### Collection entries
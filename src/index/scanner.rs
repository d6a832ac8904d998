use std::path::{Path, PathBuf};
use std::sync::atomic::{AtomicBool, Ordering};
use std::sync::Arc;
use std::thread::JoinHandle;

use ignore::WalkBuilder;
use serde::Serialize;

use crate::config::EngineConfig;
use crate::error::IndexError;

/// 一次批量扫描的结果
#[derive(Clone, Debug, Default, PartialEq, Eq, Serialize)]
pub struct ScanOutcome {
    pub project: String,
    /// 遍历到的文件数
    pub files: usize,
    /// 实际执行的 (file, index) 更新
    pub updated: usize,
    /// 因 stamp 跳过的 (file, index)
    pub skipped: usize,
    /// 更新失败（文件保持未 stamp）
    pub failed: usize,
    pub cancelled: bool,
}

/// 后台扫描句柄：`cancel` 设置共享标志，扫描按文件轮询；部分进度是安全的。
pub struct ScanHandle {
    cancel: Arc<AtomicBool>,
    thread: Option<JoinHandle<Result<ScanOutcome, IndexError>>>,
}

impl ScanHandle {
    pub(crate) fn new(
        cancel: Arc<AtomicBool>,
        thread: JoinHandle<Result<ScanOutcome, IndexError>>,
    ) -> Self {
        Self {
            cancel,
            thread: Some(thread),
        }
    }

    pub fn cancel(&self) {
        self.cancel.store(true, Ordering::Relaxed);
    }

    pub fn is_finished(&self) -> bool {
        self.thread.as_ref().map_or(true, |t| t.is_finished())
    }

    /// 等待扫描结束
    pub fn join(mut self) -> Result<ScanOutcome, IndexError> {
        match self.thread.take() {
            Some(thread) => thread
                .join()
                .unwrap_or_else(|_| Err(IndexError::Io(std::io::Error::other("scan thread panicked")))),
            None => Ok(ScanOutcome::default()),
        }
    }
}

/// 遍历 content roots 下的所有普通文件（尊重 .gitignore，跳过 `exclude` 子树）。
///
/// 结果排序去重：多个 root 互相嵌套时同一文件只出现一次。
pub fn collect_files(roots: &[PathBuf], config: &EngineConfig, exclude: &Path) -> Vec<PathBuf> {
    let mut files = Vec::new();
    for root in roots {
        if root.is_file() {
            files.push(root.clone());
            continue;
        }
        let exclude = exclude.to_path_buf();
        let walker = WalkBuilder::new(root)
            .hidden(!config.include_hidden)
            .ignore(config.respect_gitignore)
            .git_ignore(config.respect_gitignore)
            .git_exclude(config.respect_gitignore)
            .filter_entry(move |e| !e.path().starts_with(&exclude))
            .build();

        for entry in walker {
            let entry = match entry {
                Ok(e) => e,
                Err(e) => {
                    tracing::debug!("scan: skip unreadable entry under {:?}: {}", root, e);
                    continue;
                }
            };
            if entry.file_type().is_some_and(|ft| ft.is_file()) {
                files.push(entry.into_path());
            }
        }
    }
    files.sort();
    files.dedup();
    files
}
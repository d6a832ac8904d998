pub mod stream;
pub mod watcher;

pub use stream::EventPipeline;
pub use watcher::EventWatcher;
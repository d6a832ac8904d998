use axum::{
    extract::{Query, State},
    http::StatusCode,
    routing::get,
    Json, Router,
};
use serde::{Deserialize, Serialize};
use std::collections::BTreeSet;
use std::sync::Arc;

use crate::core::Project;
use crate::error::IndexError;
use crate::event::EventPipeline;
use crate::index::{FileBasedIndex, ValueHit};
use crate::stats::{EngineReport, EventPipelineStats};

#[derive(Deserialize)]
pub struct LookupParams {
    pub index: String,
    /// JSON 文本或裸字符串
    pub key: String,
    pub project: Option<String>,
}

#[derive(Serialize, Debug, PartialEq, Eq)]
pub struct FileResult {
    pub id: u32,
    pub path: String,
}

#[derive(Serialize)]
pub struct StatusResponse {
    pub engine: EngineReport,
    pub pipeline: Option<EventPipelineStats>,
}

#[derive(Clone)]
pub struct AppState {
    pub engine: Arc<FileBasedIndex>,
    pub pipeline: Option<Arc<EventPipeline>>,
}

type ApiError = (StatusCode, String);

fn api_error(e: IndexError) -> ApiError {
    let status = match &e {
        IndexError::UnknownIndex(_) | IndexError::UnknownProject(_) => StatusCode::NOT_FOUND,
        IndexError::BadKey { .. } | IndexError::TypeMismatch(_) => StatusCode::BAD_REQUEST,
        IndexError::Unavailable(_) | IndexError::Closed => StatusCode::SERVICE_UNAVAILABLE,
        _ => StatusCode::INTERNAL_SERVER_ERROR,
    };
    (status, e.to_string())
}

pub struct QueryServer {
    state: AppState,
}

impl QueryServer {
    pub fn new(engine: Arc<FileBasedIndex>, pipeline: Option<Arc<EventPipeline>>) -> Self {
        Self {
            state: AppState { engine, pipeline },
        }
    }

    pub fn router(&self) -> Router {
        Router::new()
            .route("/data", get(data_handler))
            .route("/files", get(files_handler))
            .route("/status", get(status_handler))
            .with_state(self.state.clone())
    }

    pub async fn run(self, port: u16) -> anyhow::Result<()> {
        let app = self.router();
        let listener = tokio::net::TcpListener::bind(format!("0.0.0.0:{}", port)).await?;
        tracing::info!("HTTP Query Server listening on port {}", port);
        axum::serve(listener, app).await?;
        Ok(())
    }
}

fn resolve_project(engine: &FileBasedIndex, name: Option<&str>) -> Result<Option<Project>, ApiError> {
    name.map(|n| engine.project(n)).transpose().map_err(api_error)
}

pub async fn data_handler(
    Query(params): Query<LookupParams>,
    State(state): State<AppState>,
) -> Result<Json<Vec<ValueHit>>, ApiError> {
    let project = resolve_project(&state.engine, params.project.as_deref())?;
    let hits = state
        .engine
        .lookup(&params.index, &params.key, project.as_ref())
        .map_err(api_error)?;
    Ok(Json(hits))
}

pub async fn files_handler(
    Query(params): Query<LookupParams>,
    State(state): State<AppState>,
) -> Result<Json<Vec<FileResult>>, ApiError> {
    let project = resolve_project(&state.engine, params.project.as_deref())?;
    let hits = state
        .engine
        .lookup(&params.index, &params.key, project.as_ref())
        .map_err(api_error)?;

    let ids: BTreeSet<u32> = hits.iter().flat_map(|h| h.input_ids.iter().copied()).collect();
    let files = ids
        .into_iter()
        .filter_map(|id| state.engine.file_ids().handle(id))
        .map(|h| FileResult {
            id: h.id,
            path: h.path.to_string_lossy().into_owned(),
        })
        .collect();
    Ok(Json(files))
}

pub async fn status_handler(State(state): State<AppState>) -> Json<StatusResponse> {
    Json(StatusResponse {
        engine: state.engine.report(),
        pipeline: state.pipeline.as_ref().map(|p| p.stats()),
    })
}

### Exercise goal
When you answer, return the records above exactly as they stand.

### Written answer
filename src/index/scanner.rs
repository d6a832ac8904d998
use std::path::{Path, PathBuf};
use std::sync::atomic::{AtomicBool, Ordering};
use std::sync::Arc;
use std::thread::JoinHandle;

use ignore::WalkBuilder;
use serde::Serialize;

use crate::config::EngineConfig;
use crate::error::IndexError;

/// 一次批量扫描的结果
#[derive(Clone, Debug, Default, PartialEq, Eq, Serialize)]
pub struct ScanOutcome {
    pub project: String,
    /// 遍历到的文件数
    pub files: usize,
    /// 实际执行的 (file, index) 更新
    pub updated: usize,
    /// 因 stamp 跳过的 (file, index)
    pub skipped: usize,
    /// 更新失败（文件保持未 stamp）
    pub failed: usize,
    pub cancelled: bool,
}

/// 后台扫描句柄：`cancel` 设置共享标志，扫描按文件轮询；部分进度是安全的。
pub struct ScanHandle {
    cancel: Arc<AtomicBool>,
    thread: Option<JoinHandle<Result<ScanOutcome, IndexError>>>,
}

impl ScanHandle {
    pub(crate) fn new(
        cancel: Arc<AtomicBool>,
        thread: JoinHandle<Result<ScanOutcome, IndexError>>,
    ) -> Self {
        Self {
            cancel,
            thread: Some(thread),
        }
    }

    pub fn cancel(&self) {
        self.cancel.store(true, Ordering::Relaxed);
    }

    pub fn is_finished(&self) -> bool {
        self.thread.as_ref().map_or(true, |t| t.is_finished())
    }

    /// 等待扫描结束
    pub fn join(mut self) -> Result<ScanOutcome, IndexError> {
        match self.thread.take() {
            Some(thread) => thread
                .join()
                .unwrap_or_else(|_| Err(IndexError::Io(std::io::Error::other("scan thread panicked")))),
            None => Ok(ScanOutcome::default()),
        }
    }
}

/// 遍历 content roots 下的所有普通文件（尊重 .gitignore，跳过 `exclude` 子树）。
///
/// 结果排序去重：多个 root 互相嵌套时同一文件只出现一次。
pub fn collect_files(roots: &[PathBuf], config: &EngineConfig, exclude: &Path) -> Vec<PathBuf> {
    let mut files = Vec::new();
    for root in roots {
        if root.is_file() {
            files.push(root.clone());
            continue;
        }
        let exclude = exclude.to_path_buf();
        let walker = WalkBuilder::new(root)
            .hidden(!config.include_hidden)
            .ignore(config.respect_gitignore)
            .git_ignore(config.respect_gitignore)
            .git_exclude(config.respect_gitignore)
            .filter_entry(move |e| !e.path().starts_with(&exclude))
            .build();

        for entry in walker {
            let entry = match entry {
                Ok(e) => e,
                Err(e) => {
                    tracing::debug!("scan: skip unreadable entry under {:?}: {}", root, e);
                    continue;
                }
            };
            if entry.file_type().is_some_and(|ft| ft.is_file()) {
                files.push(entry.into_path());
            }
        }
    }
    files.sort();
    files.dedup();
    files
}
repository d6a832ac8904d998
pub mod stream;
pub mod watcher;

pub use stream::EventPipeline;
pub use watcher::EventWatcher;
repository d6a832ac8904d998
use axum::{
    extract::{Query, State},
    http::StatusCode,
    routing::get,
    Json, Router,
};
use serde::{Deserialize, Serialize};
use std::collections::BTreeSet;
use std::sync::Arc;

use crate::core::Project;
use crate::error::IndexError;
use crate::event::EventPipeline;
use crate::index::{FileBasedIndex, ValueHit};
use crate::stats::{EngineReport, EventPipelineStats};

#[derive(Deserialize)]
pub struct LookupParams {
    pub index: String,
    /// JSON 文本或裸字符串
    pub key: String,
    pub project: Option<String>,
}

#[derive(Serialize, Debug, PartialEq, Eq)]
pub struct FileResult {
    pub id: u32,
    pub path: String,
}

#[derive(Serialize)]
pub struct StatusResponse {
    pub engine: EngineReport,
    pub pipeline: Option<EventPipelineStats>,
}

#[derive(Clone)]
pub struct AppState {
    pub engine: Arc<FileBasedIndex>,
    pub pipeline: Option<Arc<EventPipeline>>,
}

type ApiError = (StatusCode, String);

fn api_error(e: IndexError) -> ApiError {
    let status = match &e {
        IndexError::UnknownIndex(_) | IndexError::UnknownProject(_) => StatusCode::NOT_FOUND,
        IndexError::BadKey { .. } | IndexError::TypeMismatch(_) => StatusCode::BAD_REQUEST,
        IndexError::Unavailable(_) | IndexError::Closed => StatusCode::SERVICE_UNAVAILABLE,
        _ => StatusCode::INTERNAL_SERVER_ERROR,
    };
    (status, e.to_string())
}

pub struct QueryServer {
    state: AppState,
}

impl QueryServer {
    pub fn new(engine: Arc<FileBasedIndex>, pipeline: Option<Arc<EventPipeline>>) -> Self {
        Self {
            state: AppState { engine, pipeline },
        }
    }

    pub fn router(&self) -> Router {
        Router::new()
            .route("/data", get(data_handler))
            .route("/files", get(files_handler))
            .route("/status", get(status_handler))
            .with_state(self.state.clone())
    }

    pub async fn run(self, port: u16) -> anyhow::Result<()> {
        let app = self.router();
        let listener = tokio::net::TcpListener::bind(format!("0.0.0.0:{}", port)).await?;
        tracing::info!("HTTP Query Server listening on port {}", port);
        axum::serve(listener, app).await?;
        Ok(())
    }
}

fn resolve_project(engine: &FileBasedIndex, name: Option<&str>) -> Result<Option<Project>, ApiError> {
    name.map(|n| engine.project(n)).transpose().map_err(api_error)
}

pub async fn data_handler(
    Query(params): Query<LookupParams>,
    State(state): State<AppState>,
) -> Result<Json<Vec<ValueHit>>, ApiError> {
    let project = resolve_project(&state.engine, params.project.as_deref())?;
    let hits = state
        .engine
        .lookup(&params.index, &params.key, project.as_ref())
        .map_err(api_error)?;
    Ok(Json(hits))
}

pub async fn files_handler(
    Query(params): Query<LookupParams>,
    State(state): State<AppState>,
) -> Result<Json<Vec<FileResult>>, ApiError> {
    let project = resolve_project(&state.engine, params.project.as_deref())?;
    let hits = state
        .engine
        .lookup(&params.index, &params.key, project.as_ref())
        .map_err(api_error)?;

    let ids: BTreeSet<u32> = hits.iter().flat_map(|h| h.input_ids.iter().copied()).collect();
    let files = ids
        .into_iter()
        .filter_map(|id| state.engine.file_ids().handle(id))
        .map(|h| FileResult {
            id: h.id,
            path: h.path.to_string_lossy().into_owned(),
        })
        .collect();
    Ok(Json(files))
}

pub async fn status_handler(State(state): State<AppState>) -> Json<StatusResponse> {
    Json(StatusResponse {
        engine: state.engine.report(),
        pipeline: state.pipeline.as_ref().map(|p| p.stats()),
    })
}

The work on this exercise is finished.